O Telescópio Espacial James Webb da NASA registrou um buraco negro supermassivo em processo de alimentação. De acordo com dados do ScienceDaily, utilizando materiais da Universidade Estadual de Michigan, novas imagens obtidas pelo Telescópio James Webb demonstram longos filamentos gasosos que conectam a atmosfera externa quente da galáxia ao disco em rápida rotação ao redor do buraco negro central.
Objeto de Estudo e Sua Localização
A galáxia objeto de estudo é chamada NGC 4696 e representa a maior galáxia central no Aglomerado de Centaurus. Ela está localizada a aproximadamente 145 milhões de anos-luz da Terra, o que permite aos astrônomos estudá-la em detalhes, mantendo-se suficientemente longe para perceber a escala.

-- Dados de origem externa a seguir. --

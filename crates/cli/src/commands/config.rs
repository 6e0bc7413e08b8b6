use std::env;
use std::fs;
use std::path::{Path, PathBuf};

use toml::Value;
use virtuoso_core::config::{ConfigOverrides, LoadOptions};
use virtuoso_core::SessionId;

use crate::commands::{load_config, CommandResult};

pub fn run(options: LoadOptions) -> CommandResult {
    let config_file_path = detect_config_path(options.config_path.as_deref());
    let overridden = overridden_keys(&options.overrides);

    let config = match load_config("config", options, &SessionId::generate()) {
        Ok(config) => config,
        Err(failure) => return failure,
    };

    let config_file_doc = load_config_file_doc(config_file_path.as_deref());
    let source = |key_path: &str, env_keys: &[&str]| {
        if overridden.iter().any(|key| *key == key_path) {
            return "override".to_string();
        }
        field_source(key_path, env_keys, config_file_doc.as_ref(), config_file_path.as_deref())
    };

    let mut lines =
        vec!["effective config (source precedence: override > env > file > default):".to_string()];

    lines.push(render_line(
        "store.name",
        &config.store.name,
        source("store.name", &["VIRTUOSO_STORE_NAME"]),
    ));
    lines.push(render_line(
        "store.currency",
        &config.store.currency,
        source("store.currency", &["VIRTUOSO_STORE_CURRENCY"]),
    ));
    lines.push(render_line(
        "store.email",
        &config.store.email,
        source("store.email", &["VIRTUOSO_STORE_EMAIL"]),
    ));
    lines.push(render_line(
        "store.phone",
        &config.store.phone,
        source("store.phone", &["VIRTUOSO_STORE_PHONE"]),
    ));
    lines.push(render_line(
        "store.address",
        &config.store.address,
        source("store.address", &["VIRTUOSO_STORE_ADDRESS"]),
    ));

    let catalog_path = config
        .catalog
        .path
        .as_ref()
        .map(|path| path.display().to_string())
        .unwrap_or_else(|| "<built-in>".to_string());
    lines.push(render_line(
        "catalog.path",
        &catalog_path,
        source("catalog.path", &["VIRTUOSO_CATALOG_PATH"]),
    ));

    lines.push(render_line(
        "logging.level",
        &config.logging.level,
        source("logging.level", &["VIRTUOSO_LOGGING_LEVEL", "VIRTUOSO_LOG_LEVEL"]),
    ));
    lines.push(render_line(
        "logging.format",
        &format!("{:?}", config.logging.format),
        source("logging.format", &["VIRTUOSO_LOGGING_FORMAT", "VIRTUOSO_LOG_FORMAT"]),
    ));

    CommandResult { exit_code: 0, output: lines.join("\n") }
}

fn overridden_keys(overrides: &ConfigOverrides) -> Vec<&'static str> {
    [
        ("store.name", overrides.store_name.is_some()),
        ("store.currency", overrides.currency.is_some()),
        ("catalog.path", overrides.catalog_path.is_some()),
        ("logging.level", overrides.log_level.is_some()),
        ("logging.format", overrides.log_format.is_some()),
    ]
    .into_iter()
    .filter_map(|(key, set)| set.then_some(key))
    .collect()
}

fn detect_config_path(explicit: Option<&Path>) -> Option<PathBuf> {
    if let Some(path) = explicit {
        return path.exists().then(|| path.to_path_buf());
    }

    let root = PathBuf::from("virtuoso.toml");
    if root.exists() {
        return Some(root);
    }

    let nested = PathBuf::from("config/virtuoso.toml");
    if nested.exists() {
        return Some(nested);
    }

    None
}

fn load_config_file_doc(path: Option<&Path>) -> Option<Value> {
    let path = path?;
    let raw = fs::read_to_string(path).ok()?;
    raw.parse::<Value>().ok()
}

/// Env keys are checked in the same order the loader applies them; blank
/// values are ignored by the loader and so never count as a source.
fn field_source(
    key_path: &str,
    env_keys: &[&str],
    config_file_doc: Option<&Value>,
    config_file_path: Option<&Path>,
) -> String {
    if let Some(env_key) = env_keys.iter().find(|key| is_set(key)) {
        return format!("env ({env_key})");
    }

    if let Some(doc) = config_file_doc {
        if contains_path(doc, key_path) {
            let file_path = config_file_path
                .map(|path| path.display().to_string())
                .unwrap_or_else(|| "config file".to_string());
            return format!("file ({file_path})");
        }
    }

    "default".to_string()
}

fn is_set(env_key: &str) -> bool {
    env::var(env_key).map(|value| !value.trim().is_empty()).unwrap_or(false)
}

fn contains_path(root: &Value, key_path: &str) -> bool {
    let mut current = root;
    for key in key_path.split('.') {
        let Some(next) = current.get(key) else {
            return false;
        };
        current = next;
    }
    true
}

fn render_line(key: &str, value: &str, source: String) -> String {
    format!("- {key} = {value} (source: {source})")
}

Pesquisas Científicas e Publicações
Um grupo de pesquisa, liderado pela Universidade de Montreal, com participação da Universidade Estadual de Michigan, publicou seus resultados na edição do The Astrophysical Journal Letters de 14 de julho. O artigo foi intitulado «JWST Reveals How Black Holes are Fed: Kiloparsec-scale Multiphase Filaments Feed Subkiloparsec Circumnuclear Disks».
A principal questão científica é que quase todas as grandes galáxias possuem um buraco negro supermassivo em seu centro, cuja massa frequentemente excede milhões ou bilhões de vezes a do Sol, mas os cientistas ainda não sabem como esse gigante obtém combustível.
Mecanismo de Atividade dos Buracos Negros
O próprio buraco negro não emite luz; o espetáculo é criado pelo gás e poeira que caem nele, levando ao aquecimento e à formação de um núcleo galáctico ativo. Este processo também pode gerar jatos que aquecem o gás circundante, retardam a formação de estrelas e contribuem para a formação da galáxia ao longo de bilhões de anos.
Apesar de os jatos do buraco negro poderem aquecer o gás próximo, o que deveria dificultar seu resfriamento e retorno ao buraco negro, o processo de absorção continua. O instrumento NIRSpec do Telescópio James Webb observou NGC 4696 por cerca de oito horas, dividindo a luz infravermelha para mapear a composição e o movimento do gás. O ScienceDaily relata que as observações permitiram resolver estruturas de cerca de 30 anos-luz.
Descobertas e Conclusões Chave
Os mapas mostraram que a estrutura em forma de S perto do centro da galáxia é um disco de gás em rotação ao redor do buraco negro, que se estende por quase 800 anos-luz, sendo que parte do material se move a velocidades de até 600 quilômetros por segundo. A descoberta principal é a ligação deste disco com um dos grandes filamentos de gás de entrada da galáxia, onde o material se move pelo filamento e entra no disco que alimenta o buraco negro.
A professora de física e astronomia da Universidade Estadual de Michigan, Megan Donahue, observou que as observações do James Webb fornecem «milhares de novos fatos e medições», o que constitui «um grande volume de informação para assimilar». A versão do artigo no arXiv descreve este sistema como o elo perdido entre os grandes fluxos de resfriamento e a alimentação do buraco negro em escalas menores, e simulações confirmaram essa imagem, mostrando a condensação de gás da atmosfera quente, a perda de momento angular e a subsequente alimentação do disco.
Assim, o ciclo parece elegante: o buraco negro emite jatos, os jatos aquecem o gás, parte do gás esfria, formando filamentos, os filamentos alimentam o disco, e o disco alimenta o buraco negro.